> [THE TASK]
One number is the whole answer: how many lines of the records include "Recording".

> [SUPPLIED DATA]
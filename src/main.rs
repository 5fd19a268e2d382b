use anyhow::{bail, Context, Result};
use clap::Parser;
use std::path::PathBuf;
use std::sync::Arc;
use tracing_subscriber::layer::SubscriberExt;
use tracing_subscriber::EnvFilter;
use voxload_audio::ChunkPool;
use voxload_client::HttpParticipantApi;
use voxload_core::{AppConfig, ConfigOverrides, ExecutorKind, SelectionMode};
use voxload_engine::{run_load_until, RunSettings, VuContext};
use voxload_metrics::MetricsSink;

#[derive(Parser)]
#[command(
    name = "voxload",
    about = "Load generator for chunked audio conversation uploads"
)]
struct Cli {
    /// Path to the configuration file (defaults to ./voxload.toml when present)
    #[arg(short, long)]
    config: Option<PathBuf>,

    /// Print the final report as JSON on stdout
    #[arg(long)]
    json: bool,

    #[arg(long, env = "LOG_LEVEL")]
    log_level: Option<String>,

    #[arg(long, env = "PROJECT_ID")]
    project_id: Option<String>,

    #[arg(long, env = "API_BASE")]
    api_base: Option<String>,

    /// Per-request timeout in seconds
    #[arg(long, env = "REQUEST_TIMEOUT")]
    request_timeout: Option<f64>,

    #[arg(long, env = "CHUNKS_DIR")]
    chunks_dir: Option<PathBuf>,

    /// First chunk index to load
    #[arg(long, env = "START")]
    start: Option<u32>,

    /// Last chunk index to load (inclusive)
    #[arg(long, env = "END")]
    end: Option<u32>,

    /// `random` sub-range or `all` chunks per conversation
    #[arg(long, env = "SELECTION")]
    selection: Option<SelectionMode>,

    #[arg(long, env = "MIN_CHUNKS")]
    min_chunks: Option<usize>,

    #[arg(long, env = "MAX_CHUNKS")]
    max_chunks: Option<usize>,

    /// Seconds between chunk uploads
    #[arg(long, env = "SLEEP")]
    record_interval: Option<f64>,

    /// Seconds between conversations
    #[arg(long, env = "THINK_TIME")]
    think_time: Option<f64>,

    /// `ramping` or `shared-iterations`
    #[arg(long, env = "EXECUTOR")]
    executor: Option<ExecutorKind>,

    #[arg(long, env = "VUS")]
    vus: Option<usize>,

    /// Total ramping run duration in minutes
    #[arg(long, env = "DURATION")]
    duration: Option<f64>,

    #[arg(long, env = "GRACEFUL_DRAIN")]
    graceful_drain: Option<f64>,

    #[arg(long, env = "ITERATIONS")]
    iterations: Option<usize>,

    /// Upper bound in minutes for shared-iterations runs
    #[arg(long, env = "MAX_DURATION")]
    max_duration: Option<f64>,

    #[arg(long, env = "CALL_FINISH", value_parser = clap::builder::BoolishValueParser::new())]
    call_finish: Option<bool>,
}

impl Cli {
    fn overrides(&self) -> ConfigOverrides {
        ConfigOverrides {
            log_level: self.log_level.clone(),
            project_id: self.project_id.clone(),
            api_base: self.api_base.clone(),
            request_timeout_secs: self.request_timeout,
            chunks_dir: self.chunks_dir.clone(),
            start: self.start,
            end: self.end,
            selection: self.selection,
            min_chunks: self.min_chunks,
            max_chunks: self.max_chunks,
            record_interval_secs: self.record_interval,
            think_time_secs: self.think_time,
            executor: self.executor,
            max_vus: self.vus,
            duration_minutes: self.duration,
            graceful_drain_secs: self.graceful_drain,
            iterations: self.iterations,
            max_duration_minutes: self.max_duration,
            call_finish: self.call_finish,
        }
    }
}

#[tokio::main]
async fn main() -> Result<()> {
    let cli = Cli::parse();

    let mut config = AppConfig::load_optional(cli.config.as_deref())
        .with_context(|| format!("failed to load config from {:?}", cli.config))?;
    config.apply_overrides(cli.overrides());
    config.validate().context("invalid configuration")?;

    let env_filter = EnvFilter::try_new(&config.general.log_level)
        .unwrap_or_else(|_| EnvFilter::new("info"));

    let subscriber = tracing_subscriber::Registry::default()
        .with(env_filter)
        .with(
            tracing_subscriber::fmt::layer()
                .with_writer(std::io::stderr)
                .with_ansi(false),
        );

    tracing::subscriber::set_global_default(subscriber)
        .context("failed to set tracing subscriber")?;

    tracing::info!(
        project_id = %config.target.project_id,
        api_base = %config.target.api_base,
        executor = ?config.load.executor,
        max_vus = config.load.max_vus,
        "voxload starting"
    );

    let window = config.chunks.start..=config.chunks.end;
    let pool = ChunkPool::load(&config.chunks.directory, window.clone())
        .with_context(|| format!("failed to load chunks from {:?}", config.chunks.directory))?;
    if pool.is_empty() {
        bail!(
            "no chunk files found in {:?} for indices {}..={}",
            config.chunks.directory,
            window.start(),
            window.end()
        );
    }
    if config.chunks.selection == SelectionMode::Random && pool.len() < config.chunks.min_chunks {
        tracing::warn!(
            "only {} chunk(s) loaded, fewer than min_chunks={}; every conversation uploads the whole pool",
            pool.len(),
            config.chunks.min_chunks
        );
    }
    tracing::info!(
        chunks = pool.len(),
        bytes = pool.total_bytes(),
        "chunk pool loaded from {:?}",
        config.chunks.directory
    );

    let metrics = Arc::new(MetricsSink::new());
    let api = HttpParticipantApi::new(&config.target, Arc::clone(&metrics))
        .context("failed to create participant API client")?;

    let context = Arc::new(VuContext {
        api: Arc::new(api),
        pool: Arc::new(pool),
        metrics: Arc::clone(&metrics),
        settings: RunSettings::from_config(&config),
    });

    let interrupted = async {
        match tokio::signal::ctrl_c().await {
            Ok(()) => tracing::warn!("interrupted, reporting partial results"),
            Err(e) => {
                tracing::error!("failed to listen for ctrl-c: {e}");
                std::future::pending::<()>().await;
            }
        }
    };
    run_load_until(context, &config.load, interrupted).await;
    tracing::info!("run complete");

    let report = metrics.report();
    report.log_summary();
    if cli.json {
        let json = serde_json::to_string_pretty(&report).context("failed to serialize report")?;
        println!("{json}");
    }

    Ok(())
}
pub mod executor;
pub mod host;
pub mod ramp;
pub mod signal;
pub mod vu;
pub mod workflow;

pub use executor::{run_load, run_load_until};
pub use host::VuHost;
pub use ramp::{compute_stages, target_at, RampScheduler};
pub use signal::{VuControl, VuSignal};
pub use vu::{run_conversation, run_vu, IterationBudget, RunSettings, SharedIterations, VuContext};
pub use workflow::{
    ChunkOutcome, ConversationReport, ConversationSession, ConversationWorkflow, FailureReason,
    WorkflowSettings, WorkflowState,
};
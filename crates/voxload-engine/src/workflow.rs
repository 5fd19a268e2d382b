use crate::signal::{VuControl, VuSignal};
use chrono::{SecondsFormat, Utc};
use std::sync::Arc;
use std::time::Duration;
use voxload_client::ParticipantApi;
use voxload_core::{ApiError, AudioChunk, Step};
use voxload_metrics::SessionOutcome;

/// Per-conversation knobs shared by every workflow of a run.
#[derive(Debug, Clone)]
pub struct WorkflowSettings {
    pub project_id: String,
    pub content_type: String,
    pub record_interval: Duration,
    pub call_finish: bool,
}

#[derive(Debug, Clone, PartialEq, Eq)]
pub enum FailureReason {
    Initiate(ApiError),
    Finish(ApiError),
    /// Halted at a step boundary after the graceful-drain window.
    Interrupted,
}

#[derive(Debug, Clone, PartialEq, Eq)]
pub enum WorkflowState {
    Initiating,
    /// Index into the planned chunks of the chunk about to be uploaded.
    Recording(usize),
    Finishing,
    Done,
    Failed(FailureReason),
}

impl WorkflowState {
    pub fn is_terminal(&self) -> bool {
        matches!(self, WorkflowState::Done | WorkflowState::Failed(_))
    }
}

/// A conversation that the API has accepted. Exists only after a
/// successful initiate.
#[derive(Debug)]
pub struct ConversationSession {
    id: String,
    chunks_planned: Vec<Arc<AudioChunk>>,
    chunks_completed: usize,
}

impl ConversationSession {
    fn new(id: String, chunks_planned: Vec<Arc<AudioChunk>>) -> Self {
        Self {
            id,
            chunks_planned,
            chunks_completed: 0,
        }
    }

    pub fn id(&self) -> &str {
        &self.id
    }

    pub fn chunks_planned(&self) -> &[Arc<AudioChunk>] {
        &self.chunks_planned
    }

    pub fn chunks_completed(&self) -> usize {
        self.chunks_completed
    }

    fn complete_chunk(&mut self) {
        if self.chunks_completed < self.chunks_planned.len() {
            self.chunks_completed += 1;
        }
    }
}

/// Result of one chunk upload cycle.
#[derive(Debug, Clone, PartialEq, Eq)]
pub enum ChunkOutcome {
    Uploaded,
    Dropped { step: Step, error: ApiError },
}

/// Summary handed back to the VU loop once the workflow is terminal.
#[derive(Debug, Clone, PartialEq, Eq)]
pub struct ConversationReport {
    pub conversation_id: Option<String>,
    pub state: WorkflowState,
    /// Zero when initiate never succeeded.
    pub chunks_planned: usize,
    pub chunks_completed: usize,
}

impl ConversationReport {
    pub fn outcome(&self) -> SessionOutcome {
        match self.state {
            WorkflowState::Failed(FailureReason::Interrupted) => SessionOutcome::Interrupted,
            WorkflowState::Failed(_) => SessionOutcome::Failed,
            _ => SessionOutcome::Succeeded,
        }
    }
}

/// Drives one simulated conversation: initiate, one upload cycle per
/// planned chunk, then finish.
///
/// Steps run strictly in order. A failed chunk is dropped and the next one
/// is still attempted after the record interval; only initiate, finish and
/// a halt signal end the conversation early.
pub struct ConversationWorkflow<'a> {
    api: &'a dyn ParticipantApi,
    settings: &'a WorkflowSettings,
    display_name: String,
    planned: Vec<Arc<AudioChunk>>,
    state: WorkflowState,
    session: Option<ConversationSession>,
}

impl<'a> ConversationWorkflow<'a> {
    pub fn new(
        api: &'a dyn ParticipantApi,
        settings: &'a WorkflowSettings,
        display_name: String,
        planned: Vec<Arc<AudioChunk>>,
    ) -> Self {
        Self {
            api,
            settings,
            display_name,
            planned,
            state: WorkflowState::Initiating,
            session: None,
        }
    }

    pub fn state(&self) -> &WorkflowState {
        &self.state
    }

    pub fn session(&self) -> Option<&ConversationSession> {
        self.session.as_ref()
    }

    /// Run until `Done` or `Failed`.
    pub async fn run(mut self, control: &mut VuControl) -> ConversationReport {
        while !self.state.is_terminal() {
            self.step(control).await;
        }
        self.into_report()
    }

    /// Perform one transition. No-op once terminal.
    pub async fn step(&mut self, control: &mut VuControl) -> &WorkflowState {
        let next = match self.state.clone() {
            WorkflowState::Initiating => self.initiate(control).await,
            WorkflowState::Recording(index) => self.record(index, control).await,
            WorkflowState::Finishing => self.finish(control).await,
            terminal => terminal,
        };
        self.state = next;
        &self.state
    }

    pub fn into_report(self) -> ConversationReport {
        let (conversation_id, chunks_planned, chunks_completed) = match self.session {
            Some(session) => (
                Some(session.id),
                session.chunks_planned.len(),
                session.chunks_completed,
            ),
            None => (None, 0, 0),
        };
        ConversationReport {
            conversation_id,
            state: self.state,
            chunks_planned,
            chunks_completed,
        }
    }

    async fn initiate(&mut self, control: &VuControl) -> WorkflowState {
        if control.is_halted() {
            return WorkflowState::Failed(FailureReason::Interrupted);
        }

        match self
            .api
            .initiate(&self.settings.project_id, &self.display_name)
            .await
        {
            Ok(id) => {
                tracing::debug!(
                    conversation_id = %id,
                    chunks = self.planned.len(),
                    "conversation initiated"
                );
                let planned = std::mem::take(&mut self.planned);
                self.session = Some(ConversationSession::new(id, planned));
                WorkflowState::Recording(0)
            }
            Err(e) => {
                tracing::error!(name = %self.display_name, "initiate failed: {e}");
                WorkflowState::Failed(FailureReason::Initiate(e))
            }
        }
    }

    async fn record(&mut self, index: usize, control: &mut VuControl) -> WorkflowState {
        let Some(session) = self.session.as_ref() else {
            return WorkflowState::Failed(FailureReason::Interrupted);
        };
        let planned = session.chunks_planned.len();
        if index >= planned {
            return WorkflowState::Finishing;
        }
        if control.is_halted() {
            return WorkflowState::Failed(FailureReason::Interrupted);
        }

        let conversation_id = session.id.clone();
        let chunk = Arc::clone(&session.chunks_planned[index]);

        match self.upload_chunk(&conversation_id, &chunk).await {
            ChunkOutcome::Uploaded => {
                if let Some(session) = self.session.as_mut() {
                    session.complete_chunk();
                }
                tracing::debug!(
                    conversation_id = %conversation_id,
                    chunk = chunk.index,
                    "chunk uploaded ({}/{planned})",
                    index + 1
                );
            }
            ChunkOutcome::Dropped { step, error } => {
                tracing::warn!(
                    conversation_id = %conversation_id,
                    chunk = chunk.index,
                    step = step.as_str(),
                    "chunk dropped: {error}"
                );
            }
        }

        if index + 1 >= planned {
            return WorkflowState::Finishing;
        }
        if !control
            .pause(self.settings.record_interval, VuSignal::Halt)
            .await
        {
            return WorkflowState::Failed(FailureReason::Interrupted);
        }
        WorkflowState::Recording(index + 1)
    }

    /// Slot request, storage upload and confirm for one chunk. The ticket
    /// never outlives this call, and a started cycle always runs to confirm.
    async fn upload_chunk(&self, conversation_id: &str, chunk: &AudioChunk) -> ChunkOutcome {
        let now = Utc::now();
        let timestamp = now.to_rfc3339_opts(SecondsFormat::Millis, true);
        let slot_name = format!("chunk-{}.webm", now.timestamp_millis());

        let ticket = match self
            .api
            .request_upload_slot(conversation_id, &slot_name, &self.settings.content_type)
            .await
        {
            Ok(ticket) => ticket,
            Err(error) => {
                return ChunkOutcome::Dropped {
                    step: Step::GetUploadUrl,
                    error,
                }
            }
        };

        if let Err(error) = self
            .api
            .upload_bytes(&ticket, &chunk.bytes, &chunk.filename)
            .await
        {
            return ChunkOutcome::Dropped {
                step: Step::UploadToStorage,
                error,
            };
        }

        match self
            .api
            .confirm_upload(conversation_id, &ticket, &timestamp)
            .await
        {
            Ok(()) => ChunkOutcome::Uploaded,
            Err(error) => ChunkOutcome::Dropped {
                step: Step::ConfirmUpload,
                error,
            },
        }
    }

    async fn finish(&mut self, control: &VuControl) -> WorkflowState {
        if !self.settings.call_finish {
            return WorkflowState::Done;
        }
        if control.is_halted() {
            return WorkflowState::Failed(FailureReason::Interrupted);
        }
        let Some(session) = self.session.as_ref() else {
            return WorkflowState::Failed(FailureReason::Interrupted);
        };

        match self.api.finish(&session.id).await {
            Ok(()) => {
                tracing::debug!(
                    conversation_id = %session.id,
                    uploaded = session.chunks_completed,
                    planned = session.chunks_planned.len(),
                    "conversation finished"
                );
                WorkflowState::Done
            }
            Err(e) => {
                tracing::error!(conversation_id = %session.id, "finish failed: {e}");
                WorkflowState::Failed(FailureReason::Finish(e))
            }
        }
    }
}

> [SOLUTION TO THIS PROBLEM]
4